If you do not define invalidation, your brain will define it on the worst day.

And that is how you sell bottoms.

Step 10. Fix your attention on the environment

This is underrated.

Your attention is part of your risk.

If you stare at candles all day, you will take action. Even when action is unnecessary.

The market rewards patience and punishes boredom.

If you are online too much, you will confuse anxiety with information.

So, design constraints.

Check less often. Use alerts. Batch your research. Stop giving your nervous system a feed of stress.

If you do not want to get forced to sell, you have to not force yourself to react.

ICYMI: The Breakdown #673

5) Why this works

This playbook does not try to make you smarter.

It tries to make you unforced.

Because unforced investors do not panic sell. They do not chase. They do not get liquidated. They do not have to turn a drawdown into a life event.

They can wait.

And waiting is how crypto works.

The big moves are rare.

The boring months are common.

If you cannot survive the boring months without sabotage, you will never benefit from the rare moves.

6) The biggest myth: “I’ll just be strong mentally.”

No, you will not.

Not consistently.

You will have off days. You will have weak moments. You will have life stress.
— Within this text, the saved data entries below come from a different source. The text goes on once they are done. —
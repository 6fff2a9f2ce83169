use egui::{Color32, Image};

use blackjack_shared::{Card, Outcome, RoundStatus, CARD_BACK_FILE, CARD_NATURAL_SIZE};

use crate::game::table::SeatView;
use crate::game::theme::CARD_DISPLAY_HEIGHT;

/// Caption shown while the round is running. Quiet states render nothing.
pub fn status_label(status: RoundStatus) -> &'static str {
    match status {
        RoundStatus::Standby => "",
        RoundStatus::Playing => "",
        RoundStatus::Busted => "Busted!",
        RoundStatus::Standing => "Standing",
        RoundStatus::Blackjack => "Blackjack!",
        RoundStatus::Unknown => "",
    }
}

pub fn outcome_label(outcome: Outcome) -> &'static str {
    match outcome {
        Outcome::Win => "Winner!",
        Outcome::Lose => "Loser!",
        Outcome::Draw => "Draw!",
        Outcome::Busted => "Busted!",
        Outcome::Unknown => "",
    }
}

/// The caption for a seat. An end-of-round outcome wins over the live
/// round status.
pub fn seat_caption(view: &SeatView) -> Option<(&'static str, Color32)> {
    if let Some(outcome) = view.outcome {
        let text = outcome_label(outcome);
        if text.is_empty() {
            return None;
        }
        let color = match outcome {
            Outcome::Win => Color32::LIGHT_GREEN,
            Outcome::Draw => Color32::LIGHT_BLUE,
            _ => Color32::LIGHT_RED,
        };
        return Some((text, color));
    }
    let text = status_label(view.status);
    if text.is_empty() {
        None
    } else {
        let color = match view.status {
            RoundStatus::Blackjack => Color32::LIGHT_GREEN,
            RoundStatus::Busted => Color32::LIGHT_RED,
            _ => Color32::GRAY,
        };
        Some((text, color))
    }
}

/// A masked hand shows its first card face up and the rest face down.
pub fn hand_card_masked(index: usize, hide_hand: bool) -> bool {
    hide_hand && index >= 1
}

pub fn card_file(card: &Card, masked: bool) -> &str {
    if masked {
        CARD_BACK_FILE
    } else {
        &card.file_name
    }
}

pub fn card_uri(origin: &str, file_name: &str) -> String {
    format!("{origin}/media/cards/{file_name}")
}

fn get_origin() -> String {
    let window = web_sys::window().expect("should have a window in this context");
    let location = window.location();
    location
        .origin()
        .expect("should have an origin in this context")
}

pub fn card_image(card: &Card, masked: bool) -> Image<'static> {
    let uri = card_uri(&get_origin(), card_file(card, masked));
    let scale = CARD_DISPLAY_HEIGHT / CARD_NATURAL_SIZE.y;
    Image::new(uri)
        .show_loading_spinner(true)
        .maintain_aspect_ratio(true)
        .fit_to_exact_size(CARD_NATURAL_SIZE * scale)
}

pub fn score_color(busted: bool) -> Color32 {
    if busted {
        Color32::from_rgb(220, 50, 50)
    } else {
        Color32::WHITE
    }
}

pub fn probability_text(hit_safe_probability: f64) -> String {
    format!("Safe hit: {:.0}%", hit_safe_probability * 100.0)
}

#[cfg(test)]
mod tests {
    use super::*;
    use blackjack_shared::{CardColor, Seat};

    #[test]
    fn quiet_statuses_have_no_caption() {
        assert_eq!(status_label(RoundStatus::Standby), "");
        assert_eq!(status_label(RoundStatus::Playing), "");
        assert_eq!(status_label(RoundStatus::Unknown), "");
    }

    #[test]
    fn loud_statuses_are_labelled() {
        assert_eq!(status_label(RoundStatus::Busted), "Busted!");
        assert_eq!(status_label(RoundStatus::Standing), "Standing");
        assert_eq!(status_label(RoundStatus::Blackjack), "Blackjack!");
    }

    #[test]
    fn outcome_caption_beats_status_caption() {
        let mut view = SeatView::new(Seat::Player);
        view.status = RoundStatus::Standing;
        assert_eq!(seat_caption(&view).unwrap().0, "Standing");
        view.set_outcome(Outcome::Win);
        assert_eq!(seat_caption(&view).unwrap().0, "Winner!");
    }

    #[test]
    fn unknown_outcome_caption_falls_back_to_nothing() {
        let mut view = SeatView::new(Seat::Player);
        view.status = RoundStatus::Standing;
        view.set_outcome(Outcome::Unknown);
        assert!(seat_caption(&view).is_none());
    }

    #[test]
    fn only_the_first_card_of_a_hidden_hand_shows() {
        assert!(!hand_card_masked(0, true));
        assert!(hand_card_masked(1, true));
        assert!(hand_card_masked(5, true));
        assert!(!hand_card_masked(0, false));
        assert!(!hand_card_masked(1, false));
    }

    #[test]
    fn masked_cards_render_the_back_file() {
        let card = Card::new(10, "queen_of_hearts.png", CardColor::Red);
        assert_eq!(card_file(&card, false), "queen_of_hearts.png");
        assert_eq!(card_file(&card, true), CARD_BACK_FILE);
    }

    #[test]
    fn card_uri_points_into_the_media_directory() {
        assert_eq!(
            card_uri("http://localhost:3000", "ace_of_clubs.png"),
            "http://localhost:3000/media/cards/ace_of_clubs.png"
        );
    }
}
You will have a week where everything goes wrong.

So do not rely on willpower.

Rely on structure.

Structure is what keeps you from becoming a forced seller.

A strong mind is great.

A strong setup is better.

7) Quick audit you can run today

If you want to know whether you are at risk of being forced to sell, answer these quickly.

  1. Do I have a real cash buffer outside crypto?

  2. Is any part of my core on margin or used as collateral?

  3. Could I exit most positions quickly if I needed to?

  4. Are any funds locked or subject to gating?

  5. Do I have one venue that is a single point of failure?

  6. Do I have a written plan for what gets sold first if I need cash?

  7. Do I know what would invalidate my thesis, or do I just feel it?

If two or more answers look bad, you are not doomed.

You are just exposed.

Exposure is fixable.

Bottom Liine

This is the real game.

Not predicting the next move.

Not finding the next coin.

Not arguing about narratives.

The real game is staying in the market long enough to let time work for you.

And you cannot stay in the market if you keep building fragile setups.

So build a structure that removes forced outcomes.

No liquidation risk on the core.

No hidden leverage you cannot control.

No lockups, you cannot exit.

No overexposure that makes life events become sell events.

If you can do that, you will notice something.

The market stops feeling like a threat.

It starts feeling like what it is.

A machine that punishes forced sellers and rewards people who can wait.